Responding to growing demand, the center opened in 2008 a TCM department at Mater Dei Hospital, a state-owned acute general teaching hospital in Malta.

That was the first time for TCM to be granted an independent department in a state hospital in the European Union (EU).

“Traditional Chinese medicine is quite popular among Maltese people, especially acupuncture manipulation and pain relieving medicinal plasters,” Jiang said.

The members of the Chinese medical team also use social media to share their knowledge of TCM in simple and easy-to-understand posts.

Galina Abalmasova, 62, had been suffering from a cervical herniated disc for years before she decided to try TCM.

“I read a lot about Chinese medicine, especially acupuncture,” she told Xinhua. “I have had this problem with my neck. I decided to give TCM a try and I hope it will help.”

Kristeine Tanti, 69, has visited the center eight times already. She said she heeded her sister’s recommendation. “I feel much better after my accupuncture treamtent,” she said, adding that it was she who insisted on repeating the treatment.

The Chinese team currently on duty in Malta specializes in treating acute pain and chronic diseases, such as arthritis and depression. Besides the MRCTCM in Paola, they also see patients in Mater Dei Hospital and Gozo General Hospital in Victoria.

“Our patients say they are satisfied with the treatment we offer, especially for acute pain. They always praise our efficiency and feel warm-hearted when we help them cushion and heal their pain as quickly as possible,” she said.

Once the pandemic is over, Jiang expects to continue her work in Malta and to add face-to-face lectures on TCM to her daily routine.

“We can help a lot of patients,” commented Romina Fenech Massa, who has been working as the center’s acting assistant administrator for about four years now.

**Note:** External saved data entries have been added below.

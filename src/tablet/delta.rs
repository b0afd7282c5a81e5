//! Delta stores: the per-row-set history of updates, deletes and reinserts
//! applied after a row reached its base data.
//!
//! Mutations first land in an in-memory [`DeltaMemStore`]. A delta flush
//! freezes it, writes it out as an immutable [`DeltaFile`] and starts a new
//! one with the next id. Deltas are keyed by `(row_idx, ts, seq)`, so the
//! history of one row is contiguous and timestamp-ordered; `seq` breaks ties
//! between mutations of the same row within one write batch.

use super::rowset::MutationTarget;
use crate::encoding::bincode;
use crate::encoding::frame::{self, FileHeader, RecordReader, DELTA_MAGIC};
use crate::error::Result;
use crate::mvcc::Timestamp;
use crate::schema::RowChange;

use crossbeam_skiplist::SkipMap;
use parking_lot::{Mutex, RwLock};
use serde::{Deserialize, Serialize};
use std::fs::{File, OpenOptions};
use std::io::{BufReader, BufWriter, Write};
use std::path::{Path, PathBuf};
use std::sync::atomic::{AtomicU64, AtomicUsize, Ordering};
use std::sync::Arc;

#[derive(Debug, Clone, Copy, PartialEq, Eq, PartialOrd, Ord, Hash, Serialize, Deserialize)]
pub struct DeltaKey {
    pub row_idx: u32,
    pub ts: Timestamp,
    pub seq: u64,
}

impl DeltaKey {
    fn row_start(row_idx: u32) -> Self {
        Self {
            row_idx,
            ts: Timestamp::INITIAL,
            seq: 0,
        }
    }

    fn row_end(row_idx: u32) -> Self {
        Self {
            row_idx,
            ts: Timestamp::MAX,
            seq: u64::MAX,
        }
    }
}

pub struct DeltaMemStore {
    id: u64,
    deltas: SkipMap<DeltaKey, RowChange>,
    size: AtomicUsize,
}

impl DeltaMemStore {
    pub fn new(id: u64) -> Self {
        Self {
            id,
            deltas: SkipMap::new(),
            size: AtomicUsize::new(0),
        }
    }

    pub fn id(&self) -> u64 {
        self.id
    }

    pub fn is_empty(&self) -> bool {
        self.deltas.is_empty()
    }

    pub fn size(&self) -> usize {
        self.size.load(Ordering::Relaxed)
    }

    fn insert(&self, key: DeltaKey, change: RowChange) {
        self.size
            .fetch_add(change.estimated_size() + 24, Ordering::Relaxed);
        self.deltas.insert(key, change);
    }

    fn row_changes(&self, row_idx: u32, out: &mut Vec<(DeltaKey, RowChange)>) {
        for entry in self
            .deltas
            .range(DeltaKey::row_start(row_idx)..=DeltaKey::row_end(row_idx))
        {
            out.push((*entry.key(), entry.value().clone()));
        }
    }
}

/// A flushed, immutable delta store.
#[derive(Debug)]
pub struct DeltaFile {
    id: u64,
    deltas: Vec<(DeltaKey, RowChange)>,
}

impl DeltaFile {
    pub fn path(dir: &Path, rowset_id: u64, id: u64) -> PathBuf {
        dir.join(format!("{:08}-{:08}.delta", rowset_id, id))
    }

    pub fn id(&self) -> u64 {
        self.id
    }

    pub fn len(&self) -> usize {
        self.deltas.len()
    }

    pub fn is_empty(&self) -> bool {
        self.deltas.is_empty()
    }

    fn max_seq(&self) -> Option<u64> {
        self.deltas.iter().map(|(k, _)| k.seq).max()
    }

    /// Write a frozen memstore to disk and sync it.
    pub fn write(dir: &Path, rowset_id: u64, dms: &DeltaMemStore) -> Result<Self> {
        let path = Self::path(dir, rowset_id, dms.id);
        let file = OpenOptions::new()
            .create(true)
            .write(true)
            .truncate(true)
            .open(&path)?;
        let mut writer = BufWriter::new(file);
        FileHeader::new(DELTA_MAGIC).write_to(&mut writer)?;

        let mut deltas = Vec::with_capacity(dms.deltas.len());
        for entry in dms.deltas.iter() {
            let record = (*entry.key(), entry.value().clone());
            frame::write_record(&mut writer, &bincode::serialize(&record)?)?;
            deltas.push(record);
        }

        writer.flush()?;
        writer.get_ref().sync_all()?;

        tracing::debug!(
            rowset_id,
            delta_id = dms.id,
            deltas = deltas.len(),
            "Wrote delta file"
        );
        Ok(Self { id: dms.id, deltas })
    }

    pub fn open(dir: &Path, rowset_id: u64, id: u64) -> Result<Self> {
        let mut reader = BufReader::new(File::open(Self::path(dir, rowset_id, id))?);
        FileHeader::read_from(&mut reader, DELTA_MAGIC)?;

        let mut deltas = Vec::new();
        for payload in RecordReader::new(reader, false) {
            deltas.push(bincode::deserialize::<(DeltaKey, RowChange)>(&payload?)?);
        }
        Ok(Self { id, deltas })
    }

    fn row_changes(&self, row_idx: u32, out: &mut Vec<(DeltaKey, RowChange)>) {
        let start = self.deltas.partition_point(|(k, _)| k.row_idx < row_idx);
        out.extend(
            self.deltas[start..]
                .iter()
                .take_while(|(k, _)| k.row_idx == row_idx)
                .cloned(),
        );
    }
}

struct DeltaStores {
    dms: Arc<DeltaMemStore>,
    /// Frozen memstore whose file is being written
    flushing: Option<Arc<DeltaMemStore>>,
    files: Vec<Arc<DeltaFile>>,
}

/// Owns every delta store of one disk row set.
pub struct DeltaTracker {
    rowset_id: u64,
    dir: PathBuf,
    stores: RwLock<DeltaStores>,
    next_seq: AtomicU64,
    flush_lock: Mutex<()>,
}

impl DeltaTracker {
    /// A tracker over already flushed delta files; the live memstore gets
    /// id `next_dms_id`.
    pub fn new(rowset_id: u64, dir: &Path, files: Vec<DeltaFile>, next_dms_id: u64) -> Self {
        let next_seq = files
            .iter()
            .filter_map(|f| f.max_seq())
            .max()
            .map_or(0, |s| s + 1);
        Self {
            rowset_id,
            dir: dir.to_path_buf(),
            stores: RwLock::new(DeltaStores {
                dms: Arc::new(DeltaMemStore::new(next_dms_id)),
                flushing: None,
                files: files.into_iter().map(Arc::new).collect(),
            }),
            next_seq: AtomicU64::new(next_seq),
            flush_lock: Mutex::new(()),
        }
    }

    /// Record a mutation of `row_idx` in the live memstore.
    pub fn update(&self, row_idx: u32, ts: Timestamp, change: RowChange) -> MutationTarget {
        let stores = self.stores.read();
        let key = DeltaKey {
            row_idx,
            ts,
            seq: self.next_seq.fetch_add(1, Ordering::SeqCst),
        };
        stores.dms.insert(key, change);
        MutationTarget::DiskRowSet {
            rowset_id: self.rowset_id,
            dms_id: stores.dms.id,
        }
    }

    /// Every recorded change of one row, oldest first.
    pub fn row_changes(&self, row_idx: u32) -> Vec<(DeltaKey, RowChange)> {
        let stores = self.stores.read();
        let mut out = Vec::new();
        for file in &stores.files {
            file.row_changes(row_idx, &mut out);
        }
        if let Some(flushing) = &stores.flushing {
            flushing.row_changes(row_idx, &mut out);
        }
        stores.dms.row_changes(row_idx, &mut out);
        drop(stores);

        out.sort_by(|a, b| a.0.cmp(&b.0));
        out
    }

    /// All changes whose timestamp satisfies `pred`.
    pub fn changes_where(&self, pred: impl Fn(Timestamp) -> bool) -> Vec<(DeltaKey, RowChange)> {
        let stores = self.stores.read();
        let mut out = Vec::new();
        for file in &stores.files {
            out.extend(file.deltas.iter().filter(|(k, _)| pred(k.ts)).cloned());
        }
        let memstores = stores.flushing.iter().chain(std::iter::once(&stores.dms));
        for dms in memstores {
            for entry in dms.deltas.iter() {
                if pred(entry.key().ts) {
                    out.push((*entry.key(), entry.value().clone()));
                }
            }
        }
        drop(stores);

        out.sort_by(|a, b| a.0.cmp(&b.0));
        out
    }

    /// Swap in an empty memstore and return the previous one, unless it is
    /// empty or another frozen store is still unflushed.
    fn freeze(&self) -> Option<Arc<DeltaMemStore>> {
        let mut stores = self.stores.write();
        if stores.dms.is_empty() || stores.flushing.is_some() {
            return None;
        }
        let next = Arc::new(DeltaMemStore::new(stores.dms.id + 1));
        let frozen = std::mem::replace(&mut stores.dms, next);
        stores.flushing = Some(frozen.clone());
        Some(frozen)
    }

    /// Flush the live memstore to a delta file.
    ///
    /// `wait_for_writers` runs between freezing and writing; it must block
    /// until every transaction that touched the frozen memstore has
    /// committed. Returns the flushed memstore id, or `None` if it was empty.
    pub fn flush(&self, wait_for_writers: impl FnOnce()) -> Result<Option<u64>> {
        let _guard = self.flush_lock.lock();
        let stuck = self.stores.read().flushing.clone();
        let frozen = match stuck {
            Some(frozen) => frozen,
            None => match self.freeze() {
                Some(frozen) => frozen,
                None => return Ok(None),
            },
        };
        wait_for_writers();

        let file = match DeltaFile::write(&self.dir, self.rowset_id, &frozen) {
            Ok(file) => Arc::new(file),
            Err(e) => {
                // The frozen store stays readable and is retried first by
                // the next flush.
                tracing::warn!(
                    rowset_id = self.rowset_id,
                    delta_id = frozen.id,
                    error = %e,
                    "Delta flush failed"
                );
                return Err(e);
            }
        };

        let mut stores = self.stores.write();
        stores.flushing = None;
        stores.files.push(file);
        Ok(Some(frozen.id))
    }

    pub fn delta_ids(&self) -> Vec<u64> {
        self.stores.read().files.iter().map(|f| f.id).collect()
    }

    /// Every memstore id below this one is in a delta file.
    pub fn current_dms_id(&self) -> u64 {
        let stores = self.stores.read();
        stores.flushing.as_ref().map_or(stores.dms.id, |frozen| frozen.id)
    }

    pub fn dms_size(&self) -> usize {
        self.stores.read().dms.size()
    }

    pub fn delete_files(&self) {
        for id in self.delta_ids() {
            let path = DeltaFile::path(&self.dir, self.rowset_id, id);
            if let Err(e) = std::fs::remove_file(&path) {
                tracing::warn!(path = %path.display(), error = %e, "Failed to delete delta file");
            }
        }
    }
}

#[cfg(test)]
mod tests {
    use super::*;
    use crate::schema::Value;
    use tempfile::TempDir;

    fn update(v: u32) -> RowChange {
        RowChange::Update(vec![(1, Value::UInt32(v))])
    }

    #[test]
    fn test_row_changes_ordered_across_stores() -> Result<()> {
        let dir = TempDir::new()?;
        let tracker = DeltaTracker::new(7, dir.path(), Vec::new(), 0);

        let target = tracker.update(3, Timestamp(5), update(1));
        assert_eq!(
            target,
            MutationTarget::DiskRowSet {
                rowset_id: 7,
                dms_id: 0
            }
        );
        tracker.update(4, Timestamp(6), RowChange::Delete);
        assert_eq!(tracker.flush(|| {})?, Some(0));
        assert_eq!(tracker.current_dms_id(), 1);

        tracker.update(3, Timestamp(9), update(2));
        let changes = tracker.row_changes(3);
        assert_eq!(changes.len(), 2);
        assert_eq!(changes[0].1, update(1));
        assert_eq!(changes[1].1, update(2));

        // An empty memstore has nothing to flush.
        let empty = DeltaTracker::new(8, dir.path(), Vec::new(), 0);
        assert_eq!(empty.flush(|| {})?, None);
        Ok(())
    }

    #[test]
    fn test_reopen_continues_sequence() -> Result<()> {
        let dir = TempDir::new()?;
        let tracker = DeltaTracker::new(1, dir.path(), Vec::new(), 0);
        tracker.update(0, Timestamp(3), update(1));
        tracker.update(0, Timestamp(3), update(2));
        tracker.flush(|| {})?;

        let file = DeltaFile::open(dir.path(), 1, 0)?;
        assert_eq!(file.len(), 2);
        let reopened = DeltaTracker::new(1, dir.path(), vec![file], 1);

        // Same timestamp as the flushed pair: must still order after them.
        reopened.update(0, Timestamp(3), update(3));
        let changes = reopened.row_changes(0);
        assert_eq!(
            changes.iter().map(|(_, c)| c.clone()).collect::<Vec<_>>(),
            vec![update(1), update(2), update(3)]
        );
        Ok(())
    }

    #[test]
    fn test_changes_where_filters_by_timestamp() {
        let dir = TempDir::new().unwrap();
        let tracker = DeltaTracker::new(2, dir.path(), Vec::new(), 0);
        tracker.update(0, Timestamp(1), update(1));
        tracker.update(1, Timestamp(5), update(2));
        tracker.update(2, Timestamp(9), RowChange::Delete);

        let missed = tracker.changes_where(|ts| ts > Timestamp(2) && ts < Timestamp(9));
        assert_eq!(missed.len(), 1);
        assert_eq!(missed[0].0.row_idx, 1);
    }
}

“In Malta, we have a lot of arthritis sufferers. We here can help them,” she told Xinhua, adding that the center is also attracting new patients through word of mouth.

“I wish to see the service that we offer be adopted by other countries in Europe,” she said. “Malta could remain the TCM hub, and centers similar to ours could be established in Italy or Germany, where the need is equally there for efficient TCM treatment.”